Zachary's bill is one of eight filed so far by House Republicans for the special session. No Senate bills had been listed on the legislative website Monday night, but they are expected.

The issue of vaccination mandates and "passports" as proof of COVID-19 vaccinations has upset Republicans here and elsewhere since President Joe Biden announced his administration will issue a rule to say federal contractors and larger employers must either vaccinate workers or else require weekly testing.

A number of Republicans weren't happy when Chattanooga-based BlueCross BlueShield of Tennessee dismissed 19 out of 900 employees in public-facing positions who refused to be vaccinated for COVID-19, company officials said. The company has more than 6,000 employees.

"As you know, a growing number of companies are taking similar steps toward vaccine requirements," BlueCross Senior Vice President Dalya Qualls said in a statement to the Times Free Press on Sunday. "We've taken these actions because we believe the vaccines are safe and effective and the best way to limit the risk of severe illness for our employees and the people we serve, which includes the state's most vulnerable."

The company has worked to educate employees on the value of vaccinations, offered incentives and held on-site vaccination events.
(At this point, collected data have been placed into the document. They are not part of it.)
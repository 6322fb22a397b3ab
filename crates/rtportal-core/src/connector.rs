//! One-shot connection to the downstream service.
//!
//! State transitions follow a strict state machine:
//! ```text
//! Uninitialized ──connect──→ Ready
//!              └───────────→ Failed
//! ```
//! Both outcomes are terminal: no retries, no reconnection, and the handle
//! is never replaced once stored.

use std::fmt;
use std::future::Future;

use tokio::sync::OnceCell;

use crate::error::RealtimeError;

/// Connector lifecycle state.
#[derive(Debug, Clone, Copy, PartialEq, Eq)]
pub enum ConnectorState {
    /// `connect` has not run yet.
    Uninitialized,
    /// The service handle is available.
    Ready,
    /// Connecting failed; the interface stays disabled.
    Failed,
}

impl fmt::Display for ConnectorState {
    fn fmt(&self, f: &mut fmt::Formatter<'_>) -> fmt::Result {
        match self {
            Self::Uninitialized => write!(f, "uninitialized"),
            Self::Ready => write!(f, "ready"),
            Self::Failed => write!(f, "failed"),
        }
    }
}

/// Holds the single service handle of the process.
pub struct ServiceConnector<T> {
    slot: OnceCell<Result<T, String>>,
}

impl<T: Clone> ServiceConnector<T> {
    /// Creates an uninitialized connector.
    #[must_use]
    pub fn new() -> Self {
        Self {
            slot: OnceCell::new(),
        }
    }

    /// Runs `connect` once and stores its outcome.
    ///
    /// Later calls return the stored outcome without running `connect`.
    /// Returns `None` when the service is unavailable.
    pub async fn connect_with<F, Fut, E>(&self, connect: F) -> Option<T>
    where
        F: FnOnce() -> Fut,
        Fut: Future<Output = Result<T, E>>,
        E: fmt::Display,
    {
        let outcome = self
            .slot
            .get_or_init(|| async move {
                match connect().await {
                    Ok(handle) => {
                        tracing::info!("connected to RealtimeKit");
                        Ok(handle)
                    }
                    Err(e) => {
                        tracing::warn!("Failed to connect to RealtimeKit: {}", e);
                        Err(e.to_string())
                    }
                }
            })
            .await;
        outcome.as_ref().ok().cloned()
    }

    /// Returns the current state.
    #[must_use]
    pub fn state(&self) -> ConnectorState {
        match self.slot.get() {
            None => ConnectorState::Uninitialized,
            Some(Ok(_)) => ConnectorState::Ready,
            Some(Err(_)) => ConnectorState::Failed,
        }
    }

    /// Returns the handle if connected.
    #[must_use]
    pub fn handle(&self) -> Option<T> {
        self.slot.get().and_then(|r| r.as_ref().ok().cloned())
    }

    /// Returns the handle, or why there is none.
    ///
    /// # Errors
    /// Returns [`RealtimeError::Unavailable`] unless the connector is ready.
    pub fn require(&self) -> crate::error::Result<T> {
        match self.slot.get() {
            Some(Ok(handle)) => Ok(handle.clone()),
            Some(Err(reason)) => Err(RealtimeError::unavailable(reason.as_str())),
            None => Err(RealtimeError::unavailable("not connected")),
        }
    }

    /// Returns the failure message if connecting failed.
    #[must_use]
    pub fn failure(&self) -> Option<&str> {
        self.slot.get().and_then(|r| r.as_ref().err().map(String::as_str))
    }
}

impl<T: Clone> Default for ServiceConnector<T> {
    fn default() -> Self {
        Self::new()
    }
}

impl<T> fmt::Debug for ServiceConnector<T> {
    fn fmt(&self, f: &mut fmt::Formatter<'_>) -> fmt::Result {
        let state = match self.slot.get() {
            None => ConnectorState::Uninitialized,
            Some(Ok(_)) => ConnectorState::Ready,
            Some(Err(_)) => ConnectorState::Failed,
        };
        f.debug_struct("ServiceConnector")
            .field("state", &state)
            .finish()
    }
}

#[cfg(test)]
mod tests {
    use super::*;
    use std::sync::atomic::{AtomicU32, Ordering};

    #[tokio::test]
    async fn test_starts_uninitialized() {
        let connector: ServiceConnector<u32> = ServiceConnector::new();
        assert_eq!(connector.state(), ConnectorState::Uninitialized);
        assert!(connector.handle().is_none());
        assert!(connector.failure().is_none());
        assert!(matches!(
            connector.require(),
            Err(RealtimeError::Unavailable(ref reason)) if reason == "not connected"
        ));
    }

    #[tokio::test]
    async fn test_connect_ready() {
        let connector = ServiceConnector::new();
        let handle = connector
            .connect_with(|| async { Ok::<_, String>(7u32) })
            .await;

        assert_eq!(handle, Some(7));
        assert_eq!(connector.state(), ConnectorState::Ready);
        assert_eq!(connector.handle(), Some(7));
        assert_eq!(connector.require().unwrap(), 7);
    }

    #[tokio::test]
    async fn test_connect_failed_is_terminal() {
        let attempts = AtomicU32::new(0);
        let connector: ServiceConnector<u32> = ServiceConnector::new();

        let first = connector
            .connect_with(|| async {
                attempts.fetch_add(1, Ordering::SeqCst);
                Err::<u32, _>("system bus unreachable")
            })
            .await;
        assert!(first.is_none());
        assert_eq!(connector.state(), ConnectorState::Failed);
        assert_eq!(connector.failure(), Some("system bus unreachable"));
        assert_eq!(
            connector.require().unwrap_err().to_string(),
            "RealtimeKit unavailable: system bus unreachable"
        );

        // No retry
        let second = connector
            .connect_with(|| async {
                attempts.fetch_add(1, Ordering::SeqCst);
                Ok::<_, String>(1u32)
            })
            .await;
        assert!(second.is_none());
        assert_eq!(attempts.load(Ordering::SeqCst), 1);
        assert_eq!(connector.state(), ConnectorState::Failed);
    }

    #[tokio::test]
    async fn test_ready_handle_never_replaced() {
        let connector = ServiceConnector::new();
        connector
            .connect_with(|| async { Ok::<_, String>(1u32) })
            .await;
        let again = connector
            .connect_with(|| async { Ok::<_, String>(2u32) })
            .await;
        assert_eq!(again, Some(1));
    }

    #[test]
    fn test_state_display() {
        assert_eq!(ConnectorState::Uninitialized.to_string(), "uninitialized");
        assert_eq!(ConnectorState::Ready.to_string(), "ready");
        assert_eq!(ConnectorState::Failed.to_string(), "failed");
    }
}
//! D-Bus facing error types.
//!
//! Downstream errors keep RealtimeKit's error name and message; everything
//! the portal itself rejects is reported as `org.freedesktop.portal.Error.Failed`.

use rtportal_core::RealtimeError;
use zbus::message::{Builder, Header, Message};
use zbus::names::ErrorName;

/// Result type alias for D-Bus operations.
pub type Result<T> = std::result::Result<T, PortalError>;

/// Error name for failures originating in the portal.
pub const PORTAL_ERROR_FAILED: &str = "org.freedesktop.portal.Error.Failed";

/// Errors returned over D-Bus.
#[derive(Debug, thiserror::Error)]
pub enum PortalError {
    /// Request handling failed.
    #[error(transparent)]
    Realtime(#[from] RealtimeError),

    /// The calling application could not be identified.
    #[error("could not identify caller: {0}")]
    Caller(String),

    /// Bus or proxy error.
    #[error("D-Bus error: {0}")]
    Bus(#[from] zbus::Error),

    /// Standard D-Bus error from a bus service.
    #[error("D-Bus error: {0}")]
    Fdo(#[from] zbus::fdo::Error),
}

impl PortalError {
    /// Creates a caller identification error.
    #[must_use]
    pub fn caller(msg: impl Into<String>) -> Self {
        Self::Caller(msg.into())
    }

    /// Text sent as the error message body.
    fn reply_text(&self) -> Option<String> {
        match self {
            Self::Realtime(RealtimeError::Downstream(e)) => e.message.clone(),
            other => Some(other.to_string()),
        }
    }
}

impl zbus::DBusError for PortalError {
    fn create_reply(&self, call: &Header<'_>) -> zbus::Result<Message> {
        let builder = Builder::error(call, self.name())?;
        match self.reply_text() {
            Some(text) => builder.build(&(text,)),
            None => builder.build(&()),
        }
    }

    fn name(&self) -> ErrorName<'_> {
        if let Self::Realtime(RealtimeError::Downstream(e)) = self {
            if let Ok(name) = ErrorName::try_from(e.name.as_str()) {
                return name;
            }
        }
        ErrorName::from_static_str_unchecked(PORTAL_ERROR_FAILED)
    }

    fn description(&self) -> Option<&str> {
        match self {
            Self::Realtime(RealtimeError::Downstream(e)) => e.message.as_deref(),
            Self::Caller(msg) => Some(msg),
            _ => None,
        }
    }
}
Currently, more than 70% of the health insurer's workforce are fully vaccinated, Qualls said.

According to a legislative analysis of Zachary's bill, it would prohibit a person, private business or state or local government official or entity from compelling proof of vaccination for COVID-19 by a person, including an employee or a consumer, who objects to medical treatment for a reason of personal conscience, based on a religious belief or for medical reasons, including prior recovery from COVID-19.

A person who objects to medical treatment for medical reasons must provide a document signed by the employee's treating physician stating that the employee should not receive the medical treatment due to medical reasons.

It also provides that a person injured as a result of a violation of the new law may sue the violator, as well as seek to recover costs and attorneys' fees.

It's an exception to the Tennessee COVID-19 Recovery Act, which generally provides that there may be no claim against any person for loss, damage, injury or death arising from COVID-19, unless the claimant proves that the person caused the loss, damage, injury or death through gross negligence or willful misconduct.

Tennessee businesses have been bracing for such a bill. Zachary had offered a similar bill during last week's special session regarding incentives for Ford Motor Co. to build a plant in West Tennessee. The measure cleared a committee but never came to the floor because it had no Senate companion measure.

Earlier this month, Lee declined to call lawmakers into special session on COVID-19 issues despite being urged to do so by House Speaker Cameron Sexton, R-Crossville, and Lt. Gov. Randy McNally, the Republican Senate speaker from Oak Ridge.

"I know there's a lot of conversations about what needs to be done, but I've not been involved in the legislature's conversations around where they're headed with a proposed special session so I can't really comment on that," Lee said earlier this month before issuing his own special session call regarding the Ford project.

No Senate bills have been listed for this week's special session as of late Monday afternoon, but several senators have said they intend to file measures.

Among them is Sen. Frank Niceley, R-Strawberry Plains, who said he plans to introduce a bill based on a Montana law to ban COVID-19 vaccinations in Tennessee being made a condition of employment.